──────── Data extracts ────────
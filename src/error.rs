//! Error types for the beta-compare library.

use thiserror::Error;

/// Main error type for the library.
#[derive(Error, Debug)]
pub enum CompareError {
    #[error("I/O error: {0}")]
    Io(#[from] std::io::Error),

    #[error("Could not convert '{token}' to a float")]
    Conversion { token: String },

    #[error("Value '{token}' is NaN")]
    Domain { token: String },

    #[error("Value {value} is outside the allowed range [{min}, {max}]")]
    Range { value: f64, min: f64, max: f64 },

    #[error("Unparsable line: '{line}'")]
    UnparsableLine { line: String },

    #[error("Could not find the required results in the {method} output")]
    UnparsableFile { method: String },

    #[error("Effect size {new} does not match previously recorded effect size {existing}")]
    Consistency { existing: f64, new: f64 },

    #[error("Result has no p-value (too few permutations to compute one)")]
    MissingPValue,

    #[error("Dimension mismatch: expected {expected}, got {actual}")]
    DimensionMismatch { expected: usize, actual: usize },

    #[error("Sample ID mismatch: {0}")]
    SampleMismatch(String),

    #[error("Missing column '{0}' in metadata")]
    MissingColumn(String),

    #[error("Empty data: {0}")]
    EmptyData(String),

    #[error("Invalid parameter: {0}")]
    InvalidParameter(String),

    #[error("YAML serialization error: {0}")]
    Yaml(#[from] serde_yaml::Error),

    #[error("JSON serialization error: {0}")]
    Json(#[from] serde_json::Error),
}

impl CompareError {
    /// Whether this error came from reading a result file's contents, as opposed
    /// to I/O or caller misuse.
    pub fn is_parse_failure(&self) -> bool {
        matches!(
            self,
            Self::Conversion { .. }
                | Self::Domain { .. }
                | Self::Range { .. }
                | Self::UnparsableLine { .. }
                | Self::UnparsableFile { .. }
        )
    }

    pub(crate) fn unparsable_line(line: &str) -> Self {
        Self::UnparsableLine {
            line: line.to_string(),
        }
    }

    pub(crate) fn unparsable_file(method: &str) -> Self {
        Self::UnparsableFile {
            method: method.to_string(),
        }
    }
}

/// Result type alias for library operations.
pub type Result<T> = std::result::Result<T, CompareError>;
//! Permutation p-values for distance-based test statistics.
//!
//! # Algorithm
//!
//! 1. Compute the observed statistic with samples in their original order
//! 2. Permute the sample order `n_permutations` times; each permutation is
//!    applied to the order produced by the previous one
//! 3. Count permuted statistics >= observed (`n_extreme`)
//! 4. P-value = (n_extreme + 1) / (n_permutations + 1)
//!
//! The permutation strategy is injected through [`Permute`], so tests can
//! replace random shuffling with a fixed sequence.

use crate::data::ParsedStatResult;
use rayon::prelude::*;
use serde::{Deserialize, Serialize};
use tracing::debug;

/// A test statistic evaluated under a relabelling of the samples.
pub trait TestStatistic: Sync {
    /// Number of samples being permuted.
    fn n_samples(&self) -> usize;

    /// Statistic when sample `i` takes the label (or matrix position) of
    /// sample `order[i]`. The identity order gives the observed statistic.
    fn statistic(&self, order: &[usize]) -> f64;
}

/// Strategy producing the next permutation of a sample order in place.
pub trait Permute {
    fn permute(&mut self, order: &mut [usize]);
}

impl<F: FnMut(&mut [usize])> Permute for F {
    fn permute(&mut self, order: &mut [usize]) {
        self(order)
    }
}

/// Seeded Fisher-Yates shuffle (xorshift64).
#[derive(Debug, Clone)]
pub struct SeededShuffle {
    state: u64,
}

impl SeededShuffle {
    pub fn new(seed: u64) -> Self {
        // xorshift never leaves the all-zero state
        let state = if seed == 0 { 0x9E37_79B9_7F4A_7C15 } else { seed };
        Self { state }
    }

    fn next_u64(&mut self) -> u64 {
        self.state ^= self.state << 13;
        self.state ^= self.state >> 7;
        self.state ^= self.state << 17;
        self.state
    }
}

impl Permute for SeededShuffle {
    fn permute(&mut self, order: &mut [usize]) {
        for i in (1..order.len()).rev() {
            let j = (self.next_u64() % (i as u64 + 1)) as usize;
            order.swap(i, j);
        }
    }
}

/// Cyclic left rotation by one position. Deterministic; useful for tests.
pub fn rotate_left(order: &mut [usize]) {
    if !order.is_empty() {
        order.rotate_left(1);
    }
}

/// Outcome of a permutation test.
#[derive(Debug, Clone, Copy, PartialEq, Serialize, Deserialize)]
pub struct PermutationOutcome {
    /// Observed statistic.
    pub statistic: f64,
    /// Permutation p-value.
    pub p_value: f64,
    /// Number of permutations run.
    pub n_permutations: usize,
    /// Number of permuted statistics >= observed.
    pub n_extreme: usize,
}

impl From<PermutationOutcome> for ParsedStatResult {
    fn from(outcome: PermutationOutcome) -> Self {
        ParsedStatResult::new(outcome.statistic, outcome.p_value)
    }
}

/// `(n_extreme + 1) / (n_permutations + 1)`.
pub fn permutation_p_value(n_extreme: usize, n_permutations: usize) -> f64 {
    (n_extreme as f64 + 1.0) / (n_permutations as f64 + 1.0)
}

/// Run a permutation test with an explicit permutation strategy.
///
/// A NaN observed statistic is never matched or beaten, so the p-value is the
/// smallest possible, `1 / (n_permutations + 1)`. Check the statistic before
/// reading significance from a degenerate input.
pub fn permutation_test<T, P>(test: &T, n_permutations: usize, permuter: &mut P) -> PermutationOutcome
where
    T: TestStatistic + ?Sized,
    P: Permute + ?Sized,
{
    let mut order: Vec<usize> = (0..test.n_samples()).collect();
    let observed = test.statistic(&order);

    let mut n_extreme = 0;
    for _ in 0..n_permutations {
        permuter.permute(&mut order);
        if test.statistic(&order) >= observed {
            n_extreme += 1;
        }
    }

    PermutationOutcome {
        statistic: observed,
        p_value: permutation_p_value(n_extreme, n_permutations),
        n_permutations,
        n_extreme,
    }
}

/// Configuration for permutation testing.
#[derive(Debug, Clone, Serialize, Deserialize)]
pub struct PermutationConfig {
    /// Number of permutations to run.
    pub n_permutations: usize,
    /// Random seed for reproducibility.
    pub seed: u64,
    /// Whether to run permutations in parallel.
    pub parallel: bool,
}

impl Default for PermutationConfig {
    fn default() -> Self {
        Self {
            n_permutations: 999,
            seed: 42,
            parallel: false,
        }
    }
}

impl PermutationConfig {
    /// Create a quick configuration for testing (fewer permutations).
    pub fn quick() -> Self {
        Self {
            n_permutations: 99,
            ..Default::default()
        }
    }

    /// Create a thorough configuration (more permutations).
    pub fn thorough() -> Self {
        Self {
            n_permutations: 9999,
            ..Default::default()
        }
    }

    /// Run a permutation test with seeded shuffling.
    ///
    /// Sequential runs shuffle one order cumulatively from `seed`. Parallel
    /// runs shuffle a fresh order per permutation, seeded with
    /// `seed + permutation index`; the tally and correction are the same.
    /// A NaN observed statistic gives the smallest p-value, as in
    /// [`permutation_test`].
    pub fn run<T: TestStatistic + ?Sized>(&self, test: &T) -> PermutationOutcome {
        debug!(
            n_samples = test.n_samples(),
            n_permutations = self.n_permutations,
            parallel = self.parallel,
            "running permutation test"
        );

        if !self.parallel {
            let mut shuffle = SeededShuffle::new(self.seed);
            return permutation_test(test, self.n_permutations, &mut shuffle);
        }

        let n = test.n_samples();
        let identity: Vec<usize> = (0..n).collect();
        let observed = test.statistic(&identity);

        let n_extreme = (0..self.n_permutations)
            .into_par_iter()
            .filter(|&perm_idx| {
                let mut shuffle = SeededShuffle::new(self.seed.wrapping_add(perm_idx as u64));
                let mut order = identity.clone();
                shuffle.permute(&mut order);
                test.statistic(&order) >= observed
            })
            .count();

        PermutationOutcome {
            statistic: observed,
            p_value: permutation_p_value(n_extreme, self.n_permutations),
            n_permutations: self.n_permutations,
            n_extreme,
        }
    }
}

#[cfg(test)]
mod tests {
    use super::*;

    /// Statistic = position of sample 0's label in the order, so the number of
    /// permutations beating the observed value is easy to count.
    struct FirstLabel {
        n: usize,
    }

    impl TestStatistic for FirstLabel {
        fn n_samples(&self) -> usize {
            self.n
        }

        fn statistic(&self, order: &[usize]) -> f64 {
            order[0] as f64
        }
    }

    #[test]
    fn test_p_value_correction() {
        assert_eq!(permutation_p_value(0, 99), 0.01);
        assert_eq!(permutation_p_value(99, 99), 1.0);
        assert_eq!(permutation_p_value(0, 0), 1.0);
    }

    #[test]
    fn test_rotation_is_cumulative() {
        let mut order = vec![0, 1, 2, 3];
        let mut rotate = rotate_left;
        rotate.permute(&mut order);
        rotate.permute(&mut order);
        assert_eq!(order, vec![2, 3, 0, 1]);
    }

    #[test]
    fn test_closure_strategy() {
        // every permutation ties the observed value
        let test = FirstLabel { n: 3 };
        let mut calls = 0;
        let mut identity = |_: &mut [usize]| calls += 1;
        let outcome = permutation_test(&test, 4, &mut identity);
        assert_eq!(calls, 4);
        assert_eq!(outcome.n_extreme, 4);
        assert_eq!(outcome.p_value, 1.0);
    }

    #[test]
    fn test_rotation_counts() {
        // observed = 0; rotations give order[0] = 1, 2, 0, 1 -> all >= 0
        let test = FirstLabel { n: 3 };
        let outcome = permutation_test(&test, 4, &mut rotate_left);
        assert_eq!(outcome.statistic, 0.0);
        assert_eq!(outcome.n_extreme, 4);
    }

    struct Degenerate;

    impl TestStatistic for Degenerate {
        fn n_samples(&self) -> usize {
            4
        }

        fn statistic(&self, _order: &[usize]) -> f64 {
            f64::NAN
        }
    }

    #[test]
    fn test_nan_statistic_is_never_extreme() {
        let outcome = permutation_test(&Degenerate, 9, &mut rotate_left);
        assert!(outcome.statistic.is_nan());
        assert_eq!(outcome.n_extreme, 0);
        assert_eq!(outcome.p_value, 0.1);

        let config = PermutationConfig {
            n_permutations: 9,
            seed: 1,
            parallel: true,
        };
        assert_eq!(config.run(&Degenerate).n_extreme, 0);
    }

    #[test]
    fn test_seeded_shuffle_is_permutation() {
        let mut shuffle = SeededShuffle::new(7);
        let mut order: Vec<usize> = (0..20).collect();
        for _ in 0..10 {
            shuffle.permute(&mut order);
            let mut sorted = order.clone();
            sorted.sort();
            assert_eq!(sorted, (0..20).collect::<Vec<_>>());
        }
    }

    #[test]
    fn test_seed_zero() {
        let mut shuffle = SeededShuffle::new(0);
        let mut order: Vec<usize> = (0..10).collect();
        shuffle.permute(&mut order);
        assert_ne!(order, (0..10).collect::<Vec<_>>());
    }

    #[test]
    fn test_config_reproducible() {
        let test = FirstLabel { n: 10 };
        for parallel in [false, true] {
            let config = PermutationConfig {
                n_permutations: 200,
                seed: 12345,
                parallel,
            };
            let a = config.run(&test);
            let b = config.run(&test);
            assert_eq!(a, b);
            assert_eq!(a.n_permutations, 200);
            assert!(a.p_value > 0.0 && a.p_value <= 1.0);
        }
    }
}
────────
──────── Data extracts ────────
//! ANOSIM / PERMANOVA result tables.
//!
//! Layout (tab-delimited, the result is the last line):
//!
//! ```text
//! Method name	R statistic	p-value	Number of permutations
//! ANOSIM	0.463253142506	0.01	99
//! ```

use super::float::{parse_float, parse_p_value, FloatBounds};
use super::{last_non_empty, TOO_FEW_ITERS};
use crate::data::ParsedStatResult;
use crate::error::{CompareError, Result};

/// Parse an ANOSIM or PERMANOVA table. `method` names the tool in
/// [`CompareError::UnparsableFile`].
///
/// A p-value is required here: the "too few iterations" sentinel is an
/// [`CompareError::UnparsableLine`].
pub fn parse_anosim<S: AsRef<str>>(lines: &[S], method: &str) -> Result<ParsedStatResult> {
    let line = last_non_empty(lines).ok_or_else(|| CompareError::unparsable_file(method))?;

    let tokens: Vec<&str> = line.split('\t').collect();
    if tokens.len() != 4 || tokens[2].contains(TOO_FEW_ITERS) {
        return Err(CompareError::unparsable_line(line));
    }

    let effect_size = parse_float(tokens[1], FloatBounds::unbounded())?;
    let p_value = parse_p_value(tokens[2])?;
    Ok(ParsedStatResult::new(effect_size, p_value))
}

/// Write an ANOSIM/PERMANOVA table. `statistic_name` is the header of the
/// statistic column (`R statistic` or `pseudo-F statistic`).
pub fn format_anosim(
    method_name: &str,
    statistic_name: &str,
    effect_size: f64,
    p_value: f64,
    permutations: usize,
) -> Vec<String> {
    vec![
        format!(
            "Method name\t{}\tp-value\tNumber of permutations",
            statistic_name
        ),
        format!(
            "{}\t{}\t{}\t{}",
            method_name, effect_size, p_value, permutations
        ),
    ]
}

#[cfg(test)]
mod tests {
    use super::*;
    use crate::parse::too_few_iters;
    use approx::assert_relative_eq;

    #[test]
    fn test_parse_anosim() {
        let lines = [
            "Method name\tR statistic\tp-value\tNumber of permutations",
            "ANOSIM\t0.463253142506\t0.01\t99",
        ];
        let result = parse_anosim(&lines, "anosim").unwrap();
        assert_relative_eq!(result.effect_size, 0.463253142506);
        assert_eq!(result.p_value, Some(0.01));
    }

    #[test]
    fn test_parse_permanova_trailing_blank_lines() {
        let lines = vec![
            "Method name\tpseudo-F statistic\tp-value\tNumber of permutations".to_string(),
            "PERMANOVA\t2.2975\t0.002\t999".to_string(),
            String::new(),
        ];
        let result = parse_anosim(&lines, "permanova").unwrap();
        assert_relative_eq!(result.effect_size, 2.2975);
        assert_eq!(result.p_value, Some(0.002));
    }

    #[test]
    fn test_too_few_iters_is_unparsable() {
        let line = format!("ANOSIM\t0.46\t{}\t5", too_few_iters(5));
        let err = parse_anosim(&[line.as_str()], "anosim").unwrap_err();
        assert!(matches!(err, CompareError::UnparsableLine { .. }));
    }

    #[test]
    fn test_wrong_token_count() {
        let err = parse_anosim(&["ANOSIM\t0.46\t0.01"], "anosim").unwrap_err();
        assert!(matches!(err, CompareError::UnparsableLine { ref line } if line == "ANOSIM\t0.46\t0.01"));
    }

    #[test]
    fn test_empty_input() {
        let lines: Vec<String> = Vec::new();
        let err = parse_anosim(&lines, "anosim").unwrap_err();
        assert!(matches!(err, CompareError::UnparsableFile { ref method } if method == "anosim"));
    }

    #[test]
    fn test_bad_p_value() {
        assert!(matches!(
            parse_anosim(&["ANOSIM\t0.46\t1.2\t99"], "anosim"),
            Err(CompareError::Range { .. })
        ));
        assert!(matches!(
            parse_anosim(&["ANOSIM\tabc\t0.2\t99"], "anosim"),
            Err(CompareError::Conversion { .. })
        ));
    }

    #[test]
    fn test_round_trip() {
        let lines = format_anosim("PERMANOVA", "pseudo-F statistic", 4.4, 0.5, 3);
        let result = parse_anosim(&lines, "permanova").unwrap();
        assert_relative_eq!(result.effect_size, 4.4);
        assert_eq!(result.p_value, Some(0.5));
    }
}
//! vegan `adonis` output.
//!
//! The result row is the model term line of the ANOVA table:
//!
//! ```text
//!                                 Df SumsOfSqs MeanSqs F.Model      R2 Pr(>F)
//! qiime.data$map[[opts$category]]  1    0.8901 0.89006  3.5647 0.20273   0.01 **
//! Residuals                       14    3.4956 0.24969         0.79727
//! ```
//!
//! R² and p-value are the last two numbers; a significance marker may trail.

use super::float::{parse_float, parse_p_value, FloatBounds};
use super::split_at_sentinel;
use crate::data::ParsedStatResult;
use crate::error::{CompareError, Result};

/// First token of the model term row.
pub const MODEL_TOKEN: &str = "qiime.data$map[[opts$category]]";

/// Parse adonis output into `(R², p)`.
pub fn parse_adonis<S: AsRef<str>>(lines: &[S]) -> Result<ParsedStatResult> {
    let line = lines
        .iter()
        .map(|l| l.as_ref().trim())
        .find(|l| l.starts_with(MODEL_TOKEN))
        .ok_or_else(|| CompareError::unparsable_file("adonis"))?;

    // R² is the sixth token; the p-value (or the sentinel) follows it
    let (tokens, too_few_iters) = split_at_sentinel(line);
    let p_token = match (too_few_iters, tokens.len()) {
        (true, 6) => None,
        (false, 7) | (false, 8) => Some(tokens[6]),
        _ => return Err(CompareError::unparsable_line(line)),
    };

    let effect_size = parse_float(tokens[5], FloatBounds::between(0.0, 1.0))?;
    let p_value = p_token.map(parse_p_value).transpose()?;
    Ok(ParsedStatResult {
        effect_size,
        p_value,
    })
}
────────
What is being asked >>
For this exercise, repeat exactly the lines of the data above from the one with "useful for tests." down to the one with "#[derive(Debug, Clone, Copy, PartialEq, Serialize, Deserialize)]", both end lines included.

Exercise output >>
/// Cyclic left rotation by one position. Deterministic; useful for tests.
pub fn rotate_left(order: &mut [usize]) {
    if !order.is_empty() {
        order.rotate_left(1);
    }
}

/// Outcome of a permutation test.
#[derive(Debug, Clone, Copy, PartialEq, Serialize, Deserialize)]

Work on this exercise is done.